** ENTRIES SUPPLIED follows **

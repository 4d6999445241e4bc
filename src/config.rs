//! Process configuration parsed from environment variables.
//!
//! DESIGN
//! ======
//! Each outbound collaborator has its own optional section. A missing
//! section disables the collaborator instead of failing startup: without
//! an LLM the chat route answers 503, without search the relay streams with
//! an empty source list, without a news token the news route answers 503.

use crate::llm::config::LlmConfig;
use crate::llm::types::LlmError;
use crate::news::NewsConfig;
use crate::retry::RetryPolicy;
use crate::search::SearchConfig;

pub const DEFAULT_PORT: u16 = 3000;

#[derive(Debug, thiserror::Error)]
pub enum ConfigError {
    #[error("invalid PORT: {0}")]
    InvalidPort(String),
}

#[derive(Debug, Clone)]
pub struct AppConfig {
    pub port: u16,
    /// `Err` when the LLM section is missing or malformed; kept so startup can log why.
    pub llm: Result<LlmConfig, String>,
    pub search: Option<SearchConfig>,
    pub news: Option<NewsConfig>,
    pub retry: RetryPolicy,
}

impl AppConfig {
    /// Read the full application configuration.
    ///
    /// # Errors
    ///
    /// Returns an error only for values that make serving impossible (a bad `PORT`).
    pub fn from_env() -> Result<Self, ConfigError> {
        let port = match std::env::var("PORT") {
            Ok(raw) => raw.trim().parse::<u16>().map_err(|_| ConfigError::InvalidPort(raw))?,
            Err(_) => DEFAULT_PORT,
        };
        Ok(Self {
            port,
            llm: LlmConfig::from_env().map_err(|e: LlmError| e.to_string()),
            search: SearchConfig::from_env(),
            news: NewsConfig::from_env(),
            retry: RetryPolicy::from_env(),
        })
    }
}

/// Parse an env var, falling back to `default` when unset or unparsable.
pub(crate) fn env_parse<T>(key: &str, default: T) -> T
where
    T: std::str::FromStr,
{
    std::env::var(key)
        .ok()
        .and_then(|v| v.trim().parse::<T>().ok())
        .unwrap_or(default)
}

/// Read a non-empty, trimmed env var.
pub(crate) fn env_string(key: &str) -> Option<String> {
    std::env::var(key)
        .ok()
        .map(|v| v.trim().to_string())
        .filter(|v| !v.is_empty())
}

#[cfg(test)]
#[path = "config_test.rs"]
mod tests;
//! Router assembly.
//!
//! SYSTEM CONTEXT
//! ==============
//! One Axum router serves the streaming relay at `/api/chat`, the search and
//! news proxies, and a health probe. CORS is open for browser clients and
//! every request is traced.

pub mod chat;
pub mod news;
pub mod search;

use axum::Router;
use axum::http::StatusCode;
use axum::routing::{get, post};
use tower_http::cors::{Any, CorsLayer};
use tower_http::trace::TraceLayer;

use crate::state::AppState;

/// The full application router.
pub fn app(state: AppState) -> Router {
    let cors = CorsLayer::new()
        .allow_origin(Any)
        .allow_methods(Any)
        .allow_headers(Any);

    Router::new()
        .route("/api/chat", post(chat::chat))
        .route("/api/search", post(search::search))
        .route("/api/news", get(news::news))
        .route("/healthz", get(healthz))
        .layer(cors)
        .layer(TraceLayer::new_for_http())
        .with_state(state)
}

async fn healthz() -> StatusCode {
    StatusCode::OK
}
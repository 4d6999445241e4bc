use super::*;
use serde_json::json;
use wiremock::matchers::{method, path, query_param};
use wiremock::{Mock, MockServer, ResponseTemplate};

fn client(base_url: String) -> NewsClient {
    NewsClient::new(NewsConfig { api_token: "news-test".into(), base_url }, RetryPolicy::fail_fast()).unwrap()
}

#[test]
fn feed_kind_parses_known_values() {
    assert_eq!("top".parse::<FeedKind>().unwrap(), FeedKind::Top);
    assert_eq!("headlines".parse::<FeedKind>().unwrap(), FeedKind::Headlines);
    assert_eq!("all".parse::<FeedKind>().unwrap(), FeedKind::All);
    assert_eq!(FeedKind::default(), FeedKind::Top);
    assert!(matches!("latest".parse::<FeedKind>(), Err(NewsError::InvalidKind(k)) if k == "latest"));
}

#[test]
fn category_round_trips_through_str() {
    for category in Category::ALL {
        assert_eq!(category.as_str().parse::<Category>().unwrap(), category);
    }
    assert!(matches!("weather".parse::<Category>(), Err(NewsError::InvalidCategory(_))));
}

#[test]
fn validation_errors_are_not_retryable() {
    assert!(!NewsError::InvalidKind("x".into()).retryable());
    assert!(NewsError::Response { status: 503, body: String::new() }.retryable());
    assert_eq!(NewsError::InvalidCategory("x".into()).error_code(), "E_NEWS_CATEGORY");
}

#[tokio::test]
async fn fetch_sends_fixed_query_and_passes_json_through() {
    let server = MockServer::start().await;
    let payload = json!({
        "meta": { "found": 1, "returned": 1, "limit": 10, "page": 1 },
        "data": [{ "uuid": "n1", "title": "Markets rally", "categories": ["business"] }]
    });
    Mock::given(method("GET"))
        .and(path("/news/top"))
        .and(query_param("api_token", "news-test"))
        .and(query_param("language", "en"))
        .and(query_param("limit", "10"))
        .and(query_param("categories", "business"))
        .respond_with(ResponseTemplate::new(200).set_body_json(payload.clone()))
        .mount(&server)
        .await;

    let value = client(server.uri()).fetch(FeedKind::Top, Some(Category::Business)).await.unwrap();
    assert_eq!(value, payload);
}

#[tokio::test]
async fn fetch_without_category_omits_parameter() {
    let server = MockServer::start().await;
    Mock::given(method("GET"))
        .and(path("/news/headlines"))
        .respond_with(ResponseTemplate::new(200).set_body_json(json!({ "data": [] })))
        .mount(&server)
        .await;

    client(server.uri()).fetch(FeedKind::Headlines, None).await.unwrap();
    let requests = server.received_requests().await.unwrap();
    assert_eq!(requests.len(), 1);
    assert!(!requests[0].url.query().unwrap_or_default().contains("categories"));
}

#[tokio::test]
async fn fetch_maps_error_status() {
    let server = MockServer::start().await;
    Mock::given(method("GET"))
        .respond_with(ResponseTemplate::new(402).set_body_string("usage limit"))
        .mount(&server)
        .await;

    let err = client(server.uri()).fetch(FeedKind::All, None).await.unwrap_err();
    assert!(matches!(err, NewsError::Response { status: 402, ref body } if body == "usage limit"));
}

#[tokio::test]
async fn fetch_rejects_non_json_body() {
    let server = MockServer::start().await;
    Mock::given(method("GET"))
        .respond_with(ResponseTemplate::new(200).set_body_string("<html>"))
        .mount(&server)
        .await;

    let err = client(server.uri()).fetch(FeedKind::Top, None).await.unwrap_err();
    assert!(matches!(err, NewsError::Parse(_)));
}
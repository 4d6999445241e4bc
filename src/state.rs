//! Shared application state.
//!
//! DESIGN
//! ======
//! `AppState` is injected into Axum handlers via the `State` extractor.
//! It holds the outbound client handles, each optional so a missing
//! credential disables one route instead of the whole server. Handlers build
//! a fresh [`Relay`] per request from these handles; nothing here is
//! mutated after startup.

use std::sync::Arc;

use crate::llm::LlmChat;
use crate::news::NewsClient;
use crate::relay::Relay;
use crate::retry::RetryPolicy;
use crate::search::SearchProvider;

// =============================================================================
// APP STATE
// =============================================================================

/// Shared application state. Clone is required by Axum; every field is an
/// `Arc` or `Copy`.
#[derive(Clone)]
pub struct AppState {
    /// Streaming chat provider. `None` if LLM env vars are not configured.
    pub llm: Option<Arc<dyn LlmChat>>,
    /// Web search provider. `None` means answers carry no sources.
    pub search: Option<Arc<dyn SearchProvider>>,
    /// Headline provider for the news proxy.
    pub news: Option<Arc<NewsClient>>,
    pub retry: RetryPolicy,
    /// Completion budget passed to the provider for every relay request.
    pub max_tokens: u32,
}

impl AppState {
    #[must_use]
    pub fn new(llm: Option<Arc<dyn LlmChat>>, search: Option<Arc<dyn SearchProvider>>, max_tokens: u32) -> Self {
        Self { llm, search, news: None, retry: RetryPolicy::default(), max_tokens }
    }

    #[must_use]
    pub fn with_news(mut self, news: Option<Arc<NewsClient>>) -> Self {
        self.news = news;
        self
    }

    #[must_use]
    pub fn with_retry(mut self, retry: RetryPolicy) -> Self {
        self.retry = retry;
        self
    }

    /// A relay bound to this state's handles, or `None` without an LLM.
    #[must_use]
    pub fn relay(&self) -> Option<Relay> {
        let llm = self.llm.clone()?;
        Some(Relay::new(llm, self.search.clone(), self.retry, self.max_tokens))
    }
}

// =============================================================================
// TEST HELPERS
// =============================================================================

#[cfg(test)]
pub mod test_helpers {
    use std::sync::Mutex;

    use futures::stream;

    use super::*;
    use crate::llm::types::{DeltaStream, LlmError, Message};
    use crate::search::{SearchError, SearchResponse, SearchResult};

    pub const TEST_MAX_TOKENS: u32 = 256;

    /// One scripted provider call: either a rejection, or the items its stream yields.
    pub type ScriptedCall = Result<Vec<Result<String, LlmError>>, LlmError>;

    /// A call observed by [`MockLlm`].
    #[derive(Debug, Clone)]
    pub struct RecordedCall {
        pub max_tokens: u32,
        pub system: String,
        pub messages: Vec<Message>,
    }

    /// Scripted LLM. Once the script runs out every call streams `"done"`.
    pub struct MockLlm {
        script: Mutex<Vec<ScriptedCall>>,
        pub calls: Mutex<Vec<RecordedCall>>,
    }

    impl MockLlm {
        pub fn new(script: Vec<ScriptedCall>) -> Self {
            Self { script: Mutex::new(script), calls: Mutex::new(Vec::new()) }
        }

        pub fn streaming(fragments: &[&str]) -> Self {
            Self::new(vec![Ok(fragments.iter().map(|f| Ok((*f).to_string())).collect())])
        }

        pub fn recorded(&self) -> Vec<RecordedCall> {
            self.calls.lock().unwrap().clone()
        }
    }

    #[async_trait::async_trait]
    impl LlmChat for MockLlm {
        async fn chat_stream(&self, max_tokens: u32, system: &str, messages: &[Message]) -> Result<DeltaStream, LlmError> {
            self.calls.lock().unwrap().push(RecordedCall {
                max_tokens,
                system: system.to_string(),
                messages: messages.to_vec(),
            });
            let mut script = self.script.lock().unwrap();
            let next = if script.is_empty() { Ok(vec![Ok("done".to_string())]) } else { script.remove(0) };
            let items = next?;
            Ok(Box::pin(stream::iter(items)))
        }
    }

    /// Scripted search provider. Once the script runs out every call returns no results.
    pub struct MockSearch {
        script: Mutex<Vec<Result<SearchResponse, SearchError>>>,
        pub queries: Mutex<Vec<String>>,
    }

    impl MockSearch {
        pub fn new(script: Vec<Result<SearchResponse, SearchError>>) -> Self {
            Self { script: Mutex::new(script), queries: Mutex::new(Vec::new()) }
        }

        pub fn returning(results: Vec<SearchResult>) -> Self {
            Self::new(vec![Ok(SearchResponse { results, ..Default::default() })])
        }

        pub fn failing(error: SearchError) -> Self {
            Self::new(vec![Err(error)])
        }
    }

    #[async_trait::async_trait]
    impl SearchProvider for MockSearch {
        async fn search(&self, query: &str) -> Result<SearchResponse, SearchError> {
            self.queries.lock().unwrap().push(query.to_string());
            let mut script = self.script.lock().unwrap();
            if script.is_empty() { Ok(SearchResponse::default()) } else { script.remove(0) }
        }
    }

    /// The France hit used across relay tests.
    pub fn france_hit() -> SearchResult {
        SearchResult {
            title: "France".into(),
            url: "https://en.wikipedia.org/wiki/France".into(),
            content: Some("Paris is the capital...".into()),
            ..Default::default()
        }
    }

    #[must_use]
    pub fn test_app_state(llm: Option<Arc<dyn LlmChat>>, search: Option<Arc<dyn SearchProvider>>) -> AppState {
        AppState::new(llm, search, TEST_MAX_TOKENS)
    }
}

** End of ENTRIES SUPPLIED **

- PROBLEM TO WORK ON:
All that is wanted is an exact copy of the lines above from the one with "Mutex::new(script), calls: Mutex::new(Vec::new())" through the one with "pub fn new(script: Vec<Result<SearchResponse, SearchError>>)", with both ends included.

- ANSWER SPACE:
            Self { script: Mutex::new(script), calls: Mutex::new(Vec::new()) }
        }

        pub fn streaming(fragments: &[&str]) -> Self {
            Self::new(vec![Ok(fragments.iter().map(|f| Ok((*f).to_string())).collect())])
        }

        pub fn recorded(&self) -> Vec<RecordedCall> {
            self.calls.lock().unwrap().clone()
        }
    }

    #[async_trait::async_trait]
    impl LlmChat for MockLlm {
        async fn chat_stream(&self, max_tokens: u32, system: &str, messages: &[Message]) -> Result<DeltaStream, LlmError> {
            self.calls.lock().unwrap().push(RecordedCall {
                max_tokens,
                system: system.to_string(),
                messages: messages.to_vec(),
            });
            let mut script = self.script.lock().unwrap();
            let next = if script.is_empty() { Ok(vec![Ok("done".to_string())]) } else { script.remove(0) };
            let items = next?;
            Ok(Box::pin(stream::iter(items)))
        }
    }

    /// Scripted search provider. Once the script runs out every call returns no results.
    pub struct MockSearch {
        script: Mutex<Vec<Result<SearchResponse, SearchError>>>,
        pub queries: Mutex<Vec<String>>,
    }

    impl MockSearch {
        pub fn new(script: Vec<Result<SearchResponse, SearchError>>) -> Self {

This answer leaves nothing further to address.